Write the entries out exactly, with the final line being the one containing "self.0.insert(field.name(), value.to_string());".
[INFORMATION — start]
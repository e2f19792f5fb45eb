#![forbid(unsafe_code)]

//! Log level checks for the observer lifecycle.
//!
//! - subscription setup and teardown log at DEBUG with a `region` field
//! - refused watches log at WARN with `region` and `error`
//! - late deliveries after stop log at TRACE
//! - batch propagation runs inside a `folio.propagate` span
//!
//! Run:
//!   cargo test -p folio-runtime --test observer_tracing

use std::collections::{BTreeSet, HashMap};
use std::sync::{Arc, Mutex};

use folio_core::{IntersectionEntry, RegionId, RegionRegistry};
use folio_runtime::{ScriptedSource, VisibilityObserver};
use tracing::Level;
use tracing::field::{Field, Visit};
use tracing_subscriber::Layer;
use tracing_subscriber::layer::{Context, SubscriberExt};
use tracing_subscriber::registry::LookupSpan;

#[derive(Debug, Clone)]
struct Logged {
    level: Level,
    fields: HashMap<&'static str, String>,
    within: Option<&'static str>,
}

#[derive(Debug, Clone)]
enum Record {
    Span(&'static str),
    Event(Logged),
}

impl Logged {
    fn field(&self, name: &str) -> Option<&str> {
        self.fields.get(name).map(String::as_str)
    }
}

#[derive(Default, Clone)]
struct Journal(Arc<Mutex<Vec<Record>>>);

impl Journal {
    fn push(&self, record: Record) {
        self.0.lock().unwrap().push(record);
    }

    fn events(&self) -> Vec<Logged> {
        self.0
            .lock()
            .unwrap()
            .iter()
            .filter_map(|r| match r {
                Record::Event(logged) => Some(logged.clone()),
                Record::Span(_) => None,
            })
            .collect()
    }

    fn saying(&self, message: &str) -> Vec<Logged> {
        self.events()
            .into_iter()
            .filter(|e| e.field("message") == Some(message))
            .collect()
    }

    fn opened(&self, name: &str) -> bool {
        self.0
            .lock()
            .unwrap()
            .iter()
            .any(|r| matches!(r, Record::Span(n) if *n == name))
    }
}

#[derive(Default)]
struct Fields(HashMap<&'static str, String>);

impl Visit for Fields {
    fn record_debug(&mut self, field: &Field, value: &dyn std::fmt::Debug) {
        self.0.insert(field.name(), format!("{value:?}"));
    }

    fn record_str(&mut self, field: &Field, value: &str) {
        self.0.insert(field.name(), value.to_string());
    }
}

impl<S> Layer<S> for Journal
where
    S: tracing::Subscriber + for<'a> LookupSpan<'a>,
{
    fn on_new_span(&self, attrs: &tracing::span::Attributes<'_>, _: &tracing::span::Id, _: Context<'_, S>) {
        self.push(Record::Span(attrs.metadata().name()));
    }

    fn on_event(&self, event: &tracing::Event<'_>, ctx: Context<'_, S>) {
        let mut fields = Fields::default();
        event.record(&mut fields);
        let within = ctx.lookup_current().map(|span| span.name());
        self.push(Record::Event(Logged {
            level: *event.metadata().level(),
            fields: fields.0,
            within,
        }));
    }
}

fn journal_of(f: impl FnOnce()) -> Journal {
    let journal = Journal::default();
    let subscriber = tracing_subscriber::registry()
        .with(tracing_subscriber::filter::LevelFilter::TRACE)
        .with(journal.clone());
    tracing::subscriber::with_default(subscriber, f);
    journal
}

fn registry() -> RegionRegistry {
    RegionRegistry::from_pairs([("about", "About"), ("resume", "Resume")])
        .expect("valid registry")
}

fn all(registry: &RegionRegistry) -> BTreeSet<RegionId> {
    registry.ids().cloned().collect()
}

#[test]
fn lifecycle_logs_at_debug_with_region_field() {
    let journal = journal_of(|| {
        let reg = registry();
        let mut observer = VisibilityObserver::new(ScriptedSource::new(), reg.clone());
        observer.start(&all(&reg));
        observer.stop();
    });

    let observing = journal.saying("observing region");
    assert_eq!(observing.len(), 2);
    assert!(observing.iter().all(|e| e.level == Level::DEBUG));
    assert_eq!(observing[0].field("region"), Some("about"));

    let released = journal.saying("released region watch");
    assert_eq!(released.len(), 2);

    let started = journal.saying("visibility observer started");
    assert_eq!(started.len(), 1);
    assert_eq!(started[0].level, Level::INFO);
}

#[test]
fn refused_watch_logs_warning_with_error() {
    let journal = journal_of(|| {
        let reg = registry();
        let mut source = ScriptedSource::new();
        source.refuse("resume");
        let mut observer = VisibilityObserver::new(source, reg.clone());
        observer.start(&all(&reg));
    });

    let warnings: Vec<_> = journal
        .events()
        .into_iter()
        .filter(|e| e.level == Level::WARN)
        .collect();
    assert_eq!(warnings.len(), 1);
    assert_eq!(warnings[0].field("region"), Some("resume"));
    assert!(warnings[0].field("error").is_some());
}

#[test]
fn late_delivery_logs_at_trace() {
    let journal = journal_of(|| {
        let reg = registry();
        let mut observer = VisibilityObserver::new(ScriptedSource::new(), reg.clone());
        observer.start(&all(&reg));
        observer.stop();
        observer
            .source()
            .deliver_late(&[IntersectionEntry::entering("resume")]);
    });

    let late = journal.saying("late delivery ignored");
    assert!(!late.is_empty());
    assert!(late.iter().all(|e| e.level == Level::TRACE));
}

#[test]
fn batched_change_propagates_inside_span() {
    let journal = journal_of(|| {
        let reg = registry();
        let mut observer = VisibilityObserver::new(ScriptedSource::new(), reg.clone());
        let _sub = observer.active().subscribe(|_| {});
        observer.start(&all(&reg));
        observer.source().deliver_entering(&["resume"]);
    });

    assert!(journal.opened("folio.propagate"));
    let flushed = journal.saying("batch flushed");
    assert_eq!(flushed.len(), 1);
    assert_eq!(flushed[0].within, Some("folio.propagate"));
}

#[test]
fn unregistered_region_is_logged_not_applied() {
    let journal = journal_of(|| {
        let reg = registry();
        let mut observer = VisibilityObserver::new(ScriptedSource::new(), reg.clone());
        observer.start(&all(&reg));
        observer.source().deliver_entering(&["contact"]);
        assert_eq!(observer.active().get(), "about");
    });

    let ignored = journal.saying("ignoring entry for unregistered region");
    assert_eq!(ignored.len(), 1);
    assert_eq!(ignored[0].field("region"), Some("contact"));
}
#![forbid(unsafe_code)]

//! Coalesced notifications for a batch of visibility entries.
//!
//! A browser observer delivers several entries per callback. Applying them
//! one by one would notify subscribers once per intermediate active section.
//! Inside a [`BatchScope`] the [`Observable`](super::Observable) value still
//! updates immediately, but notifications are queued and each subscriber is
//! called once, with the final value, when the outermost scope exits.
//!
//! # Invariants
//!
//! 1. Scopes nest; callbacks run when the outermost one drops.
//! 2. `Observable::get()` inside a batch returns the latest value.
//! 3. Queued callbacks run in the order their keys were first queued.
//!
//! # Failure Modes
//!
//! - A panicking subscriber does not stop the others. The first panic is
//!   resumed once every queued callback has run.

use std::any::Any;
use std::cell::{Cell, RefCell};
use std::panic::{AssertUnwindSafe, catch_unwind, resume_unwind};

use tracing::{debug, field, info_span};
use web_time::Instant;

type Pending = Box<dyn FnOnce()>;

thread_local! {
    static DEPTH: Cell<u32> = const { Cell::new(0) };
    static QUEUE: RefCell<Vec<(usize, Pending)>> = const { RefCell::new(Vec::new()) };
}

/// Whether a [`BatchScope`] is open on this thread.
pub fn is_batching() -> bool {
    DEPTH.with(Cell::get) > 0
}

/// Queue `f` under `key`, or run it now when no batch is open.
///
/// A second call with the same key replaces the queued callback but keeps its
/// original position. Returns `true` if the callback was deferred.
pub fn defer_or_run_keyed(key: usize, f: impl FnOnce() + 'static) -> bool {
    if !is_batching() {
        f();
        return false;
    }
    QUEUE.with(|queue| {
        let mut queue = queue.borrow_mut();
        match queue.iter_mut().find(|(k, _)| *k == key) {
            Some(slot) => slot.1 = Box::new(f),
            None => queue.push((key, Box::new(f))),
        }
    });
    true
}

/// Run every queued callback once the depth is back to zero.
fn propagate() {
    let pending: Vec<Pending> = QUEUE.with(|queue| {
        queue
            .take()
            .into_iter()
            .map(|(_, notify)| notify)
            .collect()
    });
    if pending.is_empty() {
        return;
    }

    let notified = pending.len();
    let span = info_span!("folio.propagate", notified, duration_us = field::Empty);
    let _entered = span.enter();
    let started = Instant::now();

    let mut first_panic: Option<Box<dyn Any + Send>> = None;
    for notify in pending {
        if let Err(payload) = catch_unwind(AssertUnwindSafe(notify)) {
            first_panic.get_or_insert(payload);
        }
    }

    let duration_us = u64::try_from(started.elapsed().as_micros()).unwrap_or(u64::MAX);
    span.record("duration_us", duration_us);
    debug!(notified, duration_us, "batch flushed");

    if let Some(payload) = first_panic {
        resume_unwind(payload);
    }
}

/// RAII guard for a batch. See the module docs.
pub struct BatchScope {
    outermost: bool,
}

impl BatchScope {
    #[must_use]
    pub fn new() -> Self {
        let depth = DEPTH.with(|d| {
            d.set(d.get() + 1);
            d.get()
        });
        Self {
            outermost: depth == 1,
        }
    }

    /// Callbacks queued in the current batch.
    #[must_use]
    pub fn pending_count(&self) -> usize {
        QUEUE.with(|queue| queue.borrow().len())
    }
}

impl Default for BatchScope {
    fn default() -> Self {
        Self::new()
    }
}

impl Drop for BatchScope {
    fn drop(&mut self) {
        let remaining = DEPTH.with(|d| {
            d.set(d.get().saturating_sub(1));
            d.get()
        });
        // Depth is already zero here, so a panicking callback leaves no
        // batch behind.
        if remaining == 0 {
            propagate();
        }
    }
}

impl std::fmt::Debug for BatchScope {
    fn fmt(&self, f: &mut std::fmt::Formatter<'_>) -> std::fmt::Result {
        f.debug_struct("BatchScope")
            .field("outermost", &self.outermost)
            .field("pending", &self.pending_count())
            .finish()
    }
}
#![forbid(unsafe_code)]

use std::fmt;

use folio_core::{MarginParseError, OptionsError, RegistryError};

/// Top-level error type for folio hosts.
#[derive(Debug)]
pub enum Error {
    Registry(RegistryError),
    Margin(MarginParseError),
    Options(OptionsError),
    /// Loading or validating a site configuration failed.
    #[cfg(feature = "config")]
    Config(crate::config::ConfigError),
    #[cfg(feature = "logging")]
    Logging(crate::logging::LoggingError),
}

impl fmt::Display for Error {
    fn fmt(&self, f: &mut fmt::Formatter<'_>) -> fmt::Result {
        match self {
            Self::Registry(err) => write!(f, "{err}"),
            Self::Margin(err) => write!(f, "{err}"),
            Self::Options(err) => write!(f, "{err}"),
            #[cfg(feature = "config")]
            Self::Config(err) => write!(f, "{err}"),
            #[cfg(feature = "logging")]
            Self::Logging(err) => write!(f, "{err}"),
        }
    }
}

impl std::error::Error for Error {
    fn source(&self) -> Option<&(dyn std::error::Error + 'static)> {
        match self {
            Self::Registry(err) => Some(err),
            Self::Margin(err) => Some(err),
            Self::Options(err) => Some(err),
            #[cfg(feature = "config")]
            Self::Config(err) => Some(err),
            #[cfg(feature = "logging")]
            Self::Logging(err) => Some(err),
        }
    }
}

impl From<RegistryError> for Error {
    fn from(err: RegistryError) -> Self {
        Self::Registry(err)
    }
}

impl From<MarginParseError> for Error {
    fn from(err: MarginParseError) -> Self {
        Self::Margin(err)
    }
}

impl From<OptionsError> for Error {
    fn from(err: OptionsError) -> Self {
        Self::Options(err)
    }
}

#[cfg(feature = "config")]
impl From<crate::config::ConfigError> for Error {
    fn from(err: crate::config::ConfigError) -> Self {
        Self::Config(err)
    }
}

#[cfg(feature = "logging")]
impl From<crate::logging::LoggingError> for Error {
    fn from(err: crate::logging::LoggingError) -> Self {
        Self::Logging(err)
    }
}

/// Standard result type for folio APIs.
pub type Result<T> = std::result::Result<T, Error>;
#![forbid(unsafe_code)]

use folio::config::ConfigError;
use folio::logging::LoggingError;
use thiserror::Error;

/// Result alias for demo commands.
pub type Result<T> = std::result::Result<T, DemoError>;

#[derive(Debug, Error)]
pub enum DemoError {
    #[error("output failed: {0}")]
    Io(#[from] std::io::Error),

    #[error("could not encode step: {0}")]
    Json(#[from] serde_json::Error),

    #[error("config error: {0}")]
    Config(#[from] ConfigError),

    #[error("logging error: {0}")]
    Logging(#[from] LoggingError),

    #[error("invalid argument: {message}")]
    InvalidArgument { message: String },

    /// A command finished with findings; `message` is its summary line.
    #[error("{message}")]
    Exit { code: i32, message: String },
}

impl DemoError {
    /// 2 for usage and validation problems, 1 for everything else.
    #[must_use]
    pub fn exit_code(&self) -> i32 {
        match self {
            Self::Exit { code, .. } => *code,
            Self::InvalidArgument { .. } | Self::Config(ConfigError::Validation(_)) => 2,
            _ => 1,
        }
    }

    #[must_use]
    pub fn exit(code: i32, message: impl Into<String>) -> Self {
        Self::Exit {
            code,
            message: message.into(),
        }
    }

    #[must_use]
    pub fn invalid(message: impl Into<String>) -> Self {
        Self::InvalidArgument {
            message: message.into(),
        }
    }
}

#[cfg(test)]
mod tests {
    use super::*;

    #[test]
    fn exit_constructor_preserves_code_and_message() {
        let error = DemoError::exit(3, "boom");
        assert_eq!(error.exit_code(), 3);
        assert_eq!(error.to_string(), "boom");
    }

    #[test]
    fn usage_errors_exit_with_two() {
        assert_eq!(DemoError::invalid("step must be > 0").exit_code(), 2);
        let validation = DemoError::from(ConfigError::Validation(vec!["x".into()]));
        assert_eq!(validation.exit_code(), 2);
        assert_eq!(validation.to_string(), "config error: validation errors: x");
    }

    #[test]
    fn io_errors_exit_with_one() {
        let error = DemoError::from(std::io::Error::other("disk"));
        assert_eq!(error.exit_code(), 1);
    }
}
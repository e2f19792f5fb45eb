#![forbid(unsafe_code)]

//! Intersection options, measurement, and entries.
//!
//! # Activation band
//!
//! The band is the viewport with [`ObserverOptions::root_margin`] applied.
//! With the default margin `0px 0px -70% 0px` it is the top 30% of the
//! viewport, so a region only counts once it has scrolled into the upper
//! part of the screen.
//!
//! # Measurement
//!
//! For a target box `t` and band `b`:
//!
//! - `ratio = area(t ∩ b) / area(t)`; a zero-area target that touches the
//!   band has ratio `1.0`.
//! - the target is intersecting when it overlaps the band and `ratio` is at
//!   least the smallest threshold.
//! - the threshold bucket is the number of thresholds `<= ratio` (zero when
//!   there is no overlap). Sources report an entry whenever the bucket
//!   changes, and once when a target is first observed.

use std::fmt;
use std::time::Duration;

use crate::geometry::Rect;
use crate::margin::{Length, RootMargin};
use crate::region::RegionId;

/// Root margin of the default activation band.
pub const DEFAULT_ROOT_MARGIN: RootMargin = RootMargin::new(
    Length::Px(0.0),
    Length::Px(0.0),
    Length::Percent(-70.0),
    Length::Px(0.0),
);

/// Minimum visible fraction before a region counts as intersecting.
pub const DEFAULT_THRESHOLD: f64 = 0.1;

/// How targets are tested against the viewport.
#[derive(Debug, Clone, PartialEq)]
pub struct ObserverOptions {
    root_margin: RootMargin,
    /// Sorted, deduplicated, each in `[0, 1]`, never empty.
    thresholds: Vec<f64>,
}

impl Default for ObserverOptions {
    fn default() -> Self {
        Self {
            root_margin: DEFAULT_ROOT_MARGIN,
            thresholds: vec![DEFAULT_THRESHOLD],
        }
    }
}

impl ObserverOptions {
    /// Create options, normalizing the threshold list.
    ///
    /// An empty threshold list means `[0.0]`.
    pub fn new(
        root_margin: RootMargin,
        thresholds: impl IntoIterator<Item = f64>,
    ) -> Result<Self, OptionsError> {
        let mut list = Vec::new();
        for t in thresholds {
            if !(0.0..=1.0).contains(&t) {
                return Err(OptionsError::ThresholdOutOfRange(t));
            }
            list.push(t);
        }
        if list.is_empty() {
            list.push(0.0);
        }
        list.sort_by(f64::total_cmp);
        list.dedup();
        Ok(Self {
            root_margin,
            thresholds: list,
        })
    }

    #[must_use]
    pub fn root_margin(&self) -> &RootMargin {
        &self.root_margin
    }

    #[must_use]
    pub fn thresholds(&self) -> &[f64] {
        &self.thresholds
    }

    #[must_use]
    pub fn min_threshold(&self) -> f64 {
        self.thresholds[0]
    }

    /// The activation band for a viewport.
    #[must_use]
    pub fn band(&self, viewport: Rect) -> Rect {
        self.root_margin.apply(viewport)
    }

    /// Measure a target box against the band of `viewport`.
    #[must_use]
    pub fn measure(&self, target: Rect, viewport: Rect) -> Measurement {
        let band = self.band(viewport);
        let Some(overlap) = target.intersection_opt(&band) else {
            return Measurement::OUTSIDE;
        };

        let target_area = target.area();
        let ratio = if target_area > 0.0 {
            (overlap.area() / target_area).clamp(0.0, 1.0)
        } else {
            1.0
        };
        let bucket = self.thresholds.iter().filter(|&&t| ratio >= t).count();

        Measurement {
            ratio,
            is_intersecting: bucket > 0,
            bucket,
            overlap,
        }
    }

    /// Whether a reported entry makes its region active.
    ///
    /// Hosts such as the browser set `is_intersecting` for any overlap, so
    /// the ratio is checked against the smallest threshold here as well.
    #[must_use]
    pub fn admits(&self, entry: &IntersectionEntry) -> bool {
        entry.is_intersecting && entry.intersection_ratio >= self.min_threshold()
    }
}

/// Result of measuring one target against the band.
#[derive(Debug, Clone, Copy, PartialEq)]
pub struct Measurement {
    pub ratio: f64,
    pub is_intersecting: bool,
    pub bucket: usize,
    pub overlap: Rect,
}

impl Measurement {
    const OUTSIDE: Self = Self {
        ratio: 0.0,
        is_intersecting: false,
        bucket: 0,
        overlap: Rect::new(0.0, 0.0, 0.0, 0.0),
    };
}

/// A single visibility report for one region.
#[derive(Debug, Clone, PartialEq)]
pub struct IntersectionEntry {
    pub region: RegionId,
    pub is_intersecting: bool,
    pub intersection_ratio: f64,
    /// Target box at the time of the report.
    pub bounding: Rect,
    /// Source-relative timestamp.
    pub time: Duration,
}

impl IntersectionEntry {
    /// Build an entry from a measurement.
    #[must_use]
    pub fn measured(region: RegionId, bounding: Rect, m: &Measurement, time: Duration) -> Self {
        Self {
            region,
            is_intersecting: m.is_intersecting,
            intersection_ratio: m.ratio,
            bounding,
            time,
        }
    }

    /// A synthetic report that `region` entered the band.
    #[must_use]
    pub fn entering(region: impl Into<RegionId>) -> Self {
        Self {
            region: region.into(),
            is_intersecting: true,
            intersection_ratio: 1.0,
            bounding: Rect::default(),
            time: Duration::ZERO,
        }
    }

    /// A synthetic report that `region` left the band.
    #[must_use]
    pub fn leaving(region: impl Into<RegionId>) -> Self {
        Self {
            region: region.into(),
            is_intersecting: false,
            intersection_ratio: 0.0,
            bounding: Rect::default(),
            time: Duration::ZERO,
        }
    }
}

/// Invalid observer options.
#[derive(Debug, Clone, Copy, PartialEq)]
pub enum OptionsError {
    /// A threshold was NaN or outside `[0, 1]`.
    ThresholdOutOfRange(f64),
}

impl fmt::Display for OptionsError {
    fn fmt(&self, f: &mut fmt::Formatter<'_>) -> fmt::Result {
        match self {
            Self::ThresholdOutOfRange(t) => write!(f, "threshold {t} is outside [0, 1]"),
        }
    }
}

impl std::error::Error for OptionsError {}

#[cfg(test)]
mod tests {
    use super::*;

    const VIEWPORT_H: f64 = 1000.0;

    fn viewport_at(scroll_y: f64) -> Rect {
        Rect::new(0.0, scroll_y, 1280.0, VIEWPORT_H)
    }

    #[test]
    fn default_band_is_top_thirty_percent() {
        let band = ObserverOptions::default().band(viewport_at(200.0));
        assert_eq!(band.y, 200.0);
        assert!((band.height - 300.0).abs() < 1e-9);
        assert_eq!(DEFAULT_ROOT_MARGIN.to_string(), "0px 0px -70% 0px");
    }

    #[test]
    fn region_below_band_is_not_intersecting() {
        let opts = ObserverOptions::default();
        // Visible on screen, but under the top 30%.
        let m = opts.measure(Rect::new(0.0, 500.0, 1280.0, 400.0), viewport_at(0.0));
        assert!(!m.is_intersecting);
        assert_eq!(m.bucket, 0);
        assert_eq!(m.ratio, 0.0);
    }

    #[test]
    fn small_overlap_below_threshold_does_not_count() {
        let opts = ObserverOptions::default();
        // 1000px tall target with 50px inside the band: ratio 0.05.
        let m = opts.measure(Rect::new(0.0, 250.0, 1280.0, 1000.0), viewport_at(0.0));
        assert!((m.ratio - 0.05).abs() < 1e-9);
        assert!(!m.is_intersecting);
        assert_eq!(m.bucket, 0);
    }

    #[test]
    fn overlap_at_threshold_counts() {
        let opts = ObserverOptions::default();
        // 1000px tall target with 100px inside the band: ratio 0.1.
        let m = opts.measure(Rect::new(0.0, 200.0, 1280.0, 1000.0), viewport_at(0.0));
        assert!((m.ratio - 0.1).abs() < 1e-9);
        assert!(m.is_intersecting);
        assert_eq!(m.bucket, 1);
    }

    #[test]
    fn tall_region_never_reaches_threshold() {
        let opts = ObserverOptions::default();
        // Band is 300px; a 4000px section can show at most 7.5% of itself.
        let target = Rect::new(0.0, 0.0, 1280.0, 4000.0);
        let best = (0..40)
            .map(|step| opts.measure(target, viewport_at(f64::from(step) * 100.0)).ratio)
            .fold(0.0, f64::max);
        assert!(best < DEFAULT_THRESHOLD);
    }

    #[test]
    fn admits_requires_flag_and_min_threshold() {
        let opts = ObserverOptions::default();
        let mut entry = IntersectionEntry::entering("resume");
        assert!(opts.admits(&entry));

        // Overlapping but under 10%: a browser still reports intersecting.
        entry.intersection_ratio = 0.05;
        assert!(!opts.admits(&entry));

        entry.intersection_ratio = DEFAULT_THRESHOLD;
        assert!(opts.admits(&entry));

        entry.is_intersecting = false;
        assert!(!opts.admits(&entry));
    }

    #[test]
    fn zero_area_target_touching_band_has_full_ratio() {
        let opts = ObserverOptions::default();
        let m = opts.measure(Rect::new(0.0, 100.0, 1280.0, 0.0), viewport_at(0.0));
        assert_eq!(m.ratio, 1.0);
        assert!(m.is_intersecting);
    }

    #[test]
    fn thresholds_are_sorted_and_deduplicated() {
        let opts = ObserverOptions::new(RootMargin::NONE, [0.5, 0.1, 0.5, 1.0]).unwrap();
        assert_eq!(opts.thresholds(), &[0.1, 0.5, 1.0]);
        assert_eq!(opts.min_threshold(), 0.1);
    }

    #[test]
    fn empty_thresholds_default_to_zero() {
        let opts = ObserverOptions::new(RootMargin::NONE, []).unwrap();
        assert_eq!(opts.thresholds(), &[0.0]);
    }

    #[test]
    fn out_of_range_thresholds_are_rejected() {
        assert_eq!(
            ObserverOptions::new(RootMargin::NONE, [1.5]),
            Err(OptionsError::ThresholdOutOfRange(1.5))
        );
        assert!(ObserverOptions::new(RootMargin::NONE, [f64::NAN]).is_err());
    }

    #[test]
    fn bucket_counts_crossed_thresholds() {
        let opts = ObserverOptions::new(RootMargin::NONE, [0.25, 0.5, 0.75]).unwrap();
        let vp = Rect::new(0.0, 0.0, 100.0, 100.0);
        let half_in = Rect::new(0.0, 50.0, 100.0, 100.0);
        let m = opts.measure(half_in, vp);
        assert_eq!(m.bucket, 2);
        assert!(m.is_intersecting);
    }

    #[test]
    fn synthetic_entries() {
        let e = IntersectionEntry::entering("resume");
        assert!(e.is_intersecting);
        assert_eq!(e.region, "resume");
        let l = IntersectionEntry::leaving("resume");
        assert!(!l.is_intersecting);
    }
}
[INFORMATION — finish]
ANSWER SPACE:
repository e2f19792f5fb45eb
#![forbid(unsafe_code)]

//! Log level checks for the observer lifecycle.
//!
//! - subscription setup and teardown log at DEBUG with a `region` field
//! - refused watches log at WARN with `region` and `error`
//! - late deliveries after stop log at TRACE
//! - batch propagation runs inside a `folio.propagate` span
//!
//! Run:
//!   cargo test -p folio-runtime --test observer_tracing

use std::collections::{BTreeSet, HashMap};
use std::sync::{Arc, Mutex};

use folio_core::{IntersectionEntry, RegionId, RegionRegistry};
use folio_runtime::{ScriptedSource, VisibilityObserver};
use tracing::Level;
use tracing::field::{Field, Visit};
use tracing_subscriber::Layer;
use tracing_subscriber::layer::{Context, SubscriberExt};
use tracing_subscriber::registry::LookupSpan;

#[derive(Debug, Clone)]
struct Logged {
    level: Level,
    fields: HashMap<&'static str, String>,
    within: Option<&'static str>,
}

#[derive(Debug, Clone)]
enum Record {
    Span(&'static str),
    Event(Logged),
}

impl Logged {
    fn field(&self, name: &str) -> Option<&str> {
        self.fields.get(name).map(String::as_str)
    }
}

#[derive(Default, Clone)]
struct Journal(Arc<Mutex<Vec<Record>>>);

impl Journal {
    fn push(&self, record: Record) {
        self.0.lock().unwrap().push(record);
    }

    fn events(&self) -> Vec<Logged> {
        self.0
            .lock()
            .unwrap()
            .iter()
            .filter_map(|r| match r {
                Record::Event(logged) => Some(logged.clone()),
                Record::Span(_) => None,
            })
            .collect()
    }

    fn saying(&self, message: &str) -> Vec<Logged> {
        self.events()
            .into_iter()
            .filter(|e| e.field("message") == Some(message))
            .collect()
    }

    fn opened(&self, name: &str) -> bool {
        self.0
            .lock()
            .unwrap()
            .iter()
            .any(|r| matches!(r, Record::Span(n) if *n == name))
    }
}

#[derive(Default)]
struct Fields(HashMap<&'static str, String>);

impl Visit for Fields {
    fn record_debug(&mut self, field: &Field, value: &dyn std::fmt::Debug) {
        self.0.insert(field.name(), format!("{value:?}"));
    }

    fn record_str(&mut self, field: &Field, value: &str) {
        self.0.insert(field.name(), value.to_string());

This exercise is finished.